Royal London, which found around 775,000 people fall into this bracket due to "complications" in the tax system, said it should be rationalised.
Under the current UK income tax system, the amount of tax paid on an extra pound is intended to rise steadily as incomes rise.
Those under £11,500 pay no tax, those up to £45,000 pay tax at 20p in the pound, those up to £150,000 pay 40p in the pound, and those on higher incomes - including millionaires - pay 45p in the pound in income tax for each extra pound that they earn.
Ahead of the Autumn Budget on November 22, Royal London said it had found a large number of people not in the "millionaire's club" can lose anything from 60p to 70p in the pound.
It said complex rules which have been bolted on to the system have created anomalies where people who are not "super-rich" can lose more of any extra cash they earn in tax than a millionaire.
Three key groups of people make up the 775,000 total, it said.

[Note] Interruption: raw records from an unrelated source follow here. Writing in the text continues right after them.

use crate::command::{Command, CommandFactory, Flow, Outcome};
use crate::config::Config;
use crate::env::Environment;
use crate::io_adapters::{Input, LineSource};
use crate::{jobs, parser, signal};
use nix::unistd::Pid;
use std::io::Write;
use tracing::debug;

/// Factory allows creating instances of ExecutableCommand.
///
/// Only support commands defined in this crate: BuiltinCommand and ExternalCommand.
pub(crate) struct Factory<T> {
    _phantom: std::marker::PhantomData<T>,
}

impl<T> Default for Factory<T> {
    fn default() -> Self {
        Self {
            _phantom: std::marker::PhantomData,
        }
    }
}

/// A job-control interpreter that runs builtins in-process and everything else as child
/// processes.
///
/// The interpreter owns an [`Environment`] and a list of [`CommandFactory`] objects that
/// are queried, in order, to turn a parsed [`Command`] into something executable. See
/// [`Default`] for the factories included out of the box.
///
/// Example
/// ```no_run
/// use jobshell::Interpreter;
/// use jobshell::command::Flow;
/// let mut sh = Interpreter::default();
/// assert_eq!(sh.execute_line("echo hello $$").unwrap(), Flow::Continue);
/// assert_eq!(sh.execute_line("exit").unwrap(), Flow::Exit);
/// ```
pub struct Interpreter {
    env: Environment,
    commands: Vec<Box<dyn CommandFactory>>,
}

impl Interpreter {
    /// Create a new interpreter with a custom set of command factories.
    pub fn new(commands: Vec<Box<dyn CommandFactory>>, env: Environment) -> Self {
        Self { env, commands }
    }

    /// Default factories, reporting to `out` instead of standard output.
    pub fn with_output(out: Box<dyn Write>) -> Self {
        Self::new(default_factories(), Environment::with_output(out))
    }

    /// Outcome of the most recent foreground command.
    pub fn last_foreground(&self) -> Outcome {
        self.env.last_foreground
    }

    /// Parse a raw line using the current foreground-only mode.
    pub fn parse(&self, raw_line: &str) -> Option<Command> {
        let pid = self.env.shell_pid().to_string();
        parser::parse_line(raw_line, &pid, signal::foreground_only())
    }

    /// Run one parsed command.
    ///
    /// Returns [`Flow::Exit`] when the command was `exit`. An error means the
    /// interpreter cannot go on (no child process could be created).
    pub fn execute(&mut self, command: Command) -> anyhow::Result<Flow> {
        debug!(line = %command.raw_line, background = command.background, "executing");
        for factory in &self.commands {
            if let Some(cmd) = factory.try_create(&self.env, &command) {
                return cmd.execute(&mut self.env);
            }
        }
        Err(anyhow::anyhow!("command not found: {}", command.name()))
    }

    /// Parse and run one line. Lines with nothing to run are a no-op.
    pub fn execute_line(&mut self, raw_line: &str) -> anyhow::Result<Flow> {
        match self.parse(raw_line) {
            Some(command) => self.execute(command),
            None => Ok(Flow::Continue),
        }
    }

    /// Report and collect background children that have terminated.
    pub fn reap(&mut self) -> anyhow::Result<Vec<(Pid, Outcome)>> {
        Ok(jobs::reap_terminated(&mut self.env)?)
    }

    /// Read-Eval-Print Loop.
    ///
    /// Every cycle first reaps finished background children, then prompts. Blank lines,
    /// comments and over-long lines are skipped. Returns when `exit` runs or input ends.
    pub fn repl(&mut self, source: &mut dyn LineSource, config: &Config) -> anyhow::Result<()> {
        loop {
            self.reap()?;
            let line = match source.next_line(&config.prompt)? {
                Input::Line(line) => line,
                Input::Interrupted => continue,
                Input::EndOfInput => break,
            };

            if line.trim().is_empty() || line.starts_with('#') {
                continue;
            }
            if line.chars().count() > config.max_line {
                self.env.report(format_args!(
                    "line too long (limit is {} characters)",
                    config.max_line
                ))?;
                continue;
            }
            let Some(command) = self.parse(&line) else {
                continue;
            };
            if command.arguments.len() > config.max_args {
                self.env.report(format_args!(
                    "too many arguments (limit is {})",
                    config.max_args
                ))?;
                continue;
            }

            if self.execute(command)? == Flow::Exit {
                break;
            }
        }
        Ok(())
    }
}

fn default_factories() -> Vec<Box<dyn CommandFactory>> {
    use crate::builtin::*;
    use crate::external::ExternalCommand;
    vec![
        Box::new(Factory::<Exit>::default()),
        Box::new(Factory::<Cd>::default()),
        Box::new(Factory::<Status>::default()),
        Box::new(Factory::<ExternalCommand>::default()),
    ]
}

impl Default for Interpreter {
    /// Create an interpreter with the default set of commands:
    /// - built-ins: `exit`, `cd`, `status`
    /// - external command launcher
    fn default() -> Self {
        Self::new(default_factories(), Environment::new())
    }
}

These are parents where one partner earns £50,000 to £60,000 per year who are affected by changes to child benefit rules in 2013. Around 375,000 people fall into this category.
People earning £100,000 to £123,000 could also end up paying more, with around 250,000 estimated to be affected, Royal London said.
Pension savers with a total income of £150,000 to £210,000 including employer pension contributions could also be affected, including around 150,000 people, Royal London said. People in the third group could end up paying tax rates equating to 69.5% on their extra pounds, it calculated.
Sir Steve Webb, a former pensions minister who is now director of policy at Royal London, said: "Most people would agree that as people earn more they should pay a higher rate of tax.
"But a series of complex changes which have been bolted on to the tax system over recent years mean this is no longer true.
"This analysis shows that there are hundreds of thousands of people who pay more tax on each extra pound that they earn than a millionaire - in some cases losing 60p or 70p in the pound.
"It is hard to believe that this is a sensible way to run a tax system."
An HMRC spokesperson said: "The tax paid per pound has to reflect a wide range of personal circumstances, not only income.
"Increases to the personal allowance have taken millions of people out of income tax altogether this parliament, including four million over the last parliament, and 1.3 million since 2015."